Mandatory Disclosure and Individual Investors: Evidence from the JOBS Act

Details

Author(s):
Publish Date:
October 28, 2015
Publication Title:
Washington University Law Review
Format:
Journal Article
Citation(s):
  • Colleen Honigsberg, Robert J. Jackson, Jr. & Yu-ting Forester Wong, Mandatory Disclosure and Individual Investors: Evidence from the JOBS Act, 93 Washington University Law Review  293 (2015).

Abstract

There are many theoretical explanations to justify the imposition of mandatory disclosure. One of these justifications is that mandatory disclosure encourages market participation by individual investors by giving them access to information that puts them on an equal playing field with institutional investors. Although this justification has been frequently cited, recent work has questioned its validity. In particular, recent studies have argued that individual investors do not use all of the information that the law requires firms to disclose because the overwhelming amount of information is too burdensome for them to process.

Using a recent change in the law that allows firms to disclose less information upon registering their securities, we examine whether this reduction in mandatory disclosure leads to reduced trading by individual investors.
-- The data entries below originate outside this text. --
//! Builder for marked widget elements.
//!
//! Host code that injects widgets at runtime uses [`WidgetBuilder`] to create
//! a detached element carrying the widget marker and prefixed prop
//! attributes. Attaching it under an observed root is what triggers binding.

use crate::document::Document;
use crate::node::Element;

/// Default marker attribute naming the widget.
pub const DEFAULT_WIDGET_ATTRIBUTE: &str = "data-widget";

/// Default prefix for prop attributes.
pub const DEFAULT_PROP_PREFIX: &str = ":";

/// Builder for a detached widget element.
///
/// # Example
///
/// ```ignore
/// let element = WidgetBuilder::new()
///     .name("greeter")
///     .class("card")
///     .prop("name", "Ada")
///     .build(&document);
/// root.append_child(&element)?;
/// ```
#[derive(Debug, Clone)]
pub struct WidgetBuilder {
	tag: String,
	name: Option<String>,
	class: Option<String>,
	text: Option<String>,
	props: Vec<(String, String)>,
	widget_attribute: String,
	prop_prefix: String,
}

impl WidgetBuilder {
	/// Creates a builder for a `<div>` with the default attribute conventions.
	pub fn new() -> Self {
		Self {
			tag: "div".to_string(),
			name: None,
			class: None,
			text: None,
			props: Vec::new(),
			widget_attribute: DEFAULT_WIDGET_ATTRIBUTE.to_string(),
			prop_prefix: DEFAULT_PROP_PREFIX.to_string(),
		}
	}

	/// Sets the tag name.
	pub fn tag(mut self, tag: impl Into<String>) -> Self {
		self.tag = tag.into();
		self
	}

	/// Sets the widget name written to the marker attribute.
	pub fn name(mut self, name: impl Into<String>) -> Self {
		self.name = Some(name.into());
		self
	}

	/// Adds a CSS class.
	pub fn class(mut self, class: impl Into<String>) -> Self {
		self.class = Some(class.into());
		self
	}

	/// Sets the initial text content.
	pub fn text(mut self, text: impl Into<String>) -> Self {
		self.text = Some(text.into());
		self
	}

	/// Adds a prop, written as `<prefix><key>="<value>"`.
	pub fn prop(mut self, key: impl Into<String>, value: impl Into<String>) -> Self {
		self.props.push((key.into(), value.into()));
		self
	}

	/// Adds several props.
	pub fn props<K, V>(mut self, props: impl IntoIterator<Item = (K, V)>) -> Self
	where
		K: Into<String>,
		V: Into<String>,
	{
		self.props
			.extend(props.into_iter().map(|(key, value)| (key.into(), value.into())));
		self
	}

	/// Overrides the marker attribute name.
	pub fn widget_attribute(mut self, attribute: impl Into<String>) -> Self {
		self.widget_attribute = attribute.into();
		self
	}

	/// Overrides the prop attribute prefix.
	pub fn prop_prefix(mut self, prefix: impl Into<String>) -> Self {
		self.prop_prefix = prefix.into();
		self
	}

	/// Creates the detached element.
	pub fn build(self, document: &Document) -> Element {
		let element = document.create_element(&self.tag);

		if let Some(name) = &self.name {
			element.set_attribute(&self.widget_attribute, name);
		}
		if let Some(class) = &self.class {
			element.add_class(class);
		}
		if let Some(text) = &self.text {
			element.set_text_content(text);
		}
		for (key, value) in &self.props {
			element.set_attribute(&format!("{}{}", self.prop_prefix, key), value);
		}

		element
	}
}

impl Default for WidgetBuilder {
	fn default() -> Self {
		Self::new()
	}
}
Our results show that, immediately following the firm’s initial public offering, individual investors are less likely to trade in the firms that provide less disclosure—but that this difference disappears after two weeks of trading. Our findings have important implications for policymakers. First, our results indicate that individual investors are able to process the disclosures in question. Second, although we do not address the desirability of individual investors in securities markets, we provide empirical evidence that regulators wishing to increase (or decrease) participation by individuals may be able to use the design of securities disclosures as a tool to accomplish this result.